If you haven’t seen this already, type ‘Egyptian police parade 2020’ into YouTube. Don’t be surprised if the auto-search function suggests ‘topless Egyptian parade 2020’. Hit Enter and, from the results, there should be a cluster of short videos uploaded in early October 2020. The image stills might provoke titillation or disapproval (or both), depending on your disposition. Remind yourself that this is purely for educational purposes. Choose one video and watch. Now, if possible. (The rest of this review can wait.)

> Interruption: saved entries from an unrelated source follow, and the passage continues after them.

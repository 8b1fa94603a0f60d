use anyhow::{Context, Result};
use log::{debug, info};
use std::path::Path;

use crate::runtime::{Invocation, Runtime};

use super::{ToolError, run_checked};

fn git(repo: &Path) -> Invocation {
    Invocation::new("git").current_dir(repo)
}

/// Add a remote, treating an existing remote of that name as done.
pub fn remote_add<R: Runtime>(runtime: &R, repo: &Path, name: &str, url: &str) -> Result<()> {
    match run_checked(runtime, &git(repo).args(["remote", "add", name, url])) {
        Ok(_) => Ok(()),
        Err(e) => match e.downcast_ref::<ToolError>() {
            Some(tool) if tool.output_contains("already exists") => {
                info!("Remote {} already configured", name);
                Ok(())
            }
            _ => Err(e),
        },
    }
}

pub fn add<R: Runtime>(runtime: &R, repo: &Path, path: &Path) -> Result<()> {
    run_checked(runtime, &git(repo).arg("add").path_arg(path))?;
    Ok(())
}

pub fn commit<R: Runtime>(runtime: &R, repo: &Path, message: &str) -> Result<()> {
    run_checked(runtime, &git(repo).args(["commit", "-m", message]))?;
    Ok(())
}

/// Force-push `branch` to `remote`.
pub fn force_push<R: Runtime>(runtime: &R, repo: &Path, remote: &str, branch: &str) -> Result<()> {
    run_checked(runtime, &git(repo).args(["push", "-f", remote, branch]))?;
    Ok(())
}

/// The working tree diff of one file.
pub fn diff<R: Runtime>(runtime: &R, repo: &Path, path: &Path) -> Result<String> {
    let out = run_checked(runtime, &git(repo).args(["--no-pager", "diff"]).path_arg(path))?;
    Ok(out.stdout)
}

/// Subjects of the commits on `HEAD` that `base` does not have, newest first.
pub fn commits_since<R: Runtime>(runtime: &R, repo: &Path, base: &str) -> Result<Vec<String>> {
    let range = format!("{}..HEAD", base);
    let out = run_checked(runtime, &git(repo).args(["log", "--format=%s", &range]))
        .with_context(|| format!("Failed to list commits in {}", range))?;
    let subjects: Vec<String> = out
        .stdout
        .lines()
        .filter(|l| !l.trim().is_empty())
        .map(|l| l.to_string())
        .collect();
    debug!("Commits in {}: {:?}", range, subjects);
    Ok(subjects)
}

If you have found the right videos, you will have witnessed a horde of beefy, bare-chested Egyptian men performing choreographed, Rambo-shaming stunts on tanks, trucks, obstacle courses and goodness knows what else within an Olympic-sized stadium, in the scorching sun. My favourite shot is of a cluster of shirtless hunks standing erect on white police boats with the Egyptian flag fluttering behind them. Mostly because, in this version uploaded by YouTube user Joel Anderson, this image immediately follows a caption calling this spectacle a ‘gay circus’. The cheesy rock guitar riff in the background only enhances the scene. These are all police graduates, and this was their (supposedly) Covid-safe graduation ceremony. At the end of the video, these young men – fully clothed by this point and wearing face masks – are congratulated and presented with medals by Egyptian President Abdel Fattah el-Sisi.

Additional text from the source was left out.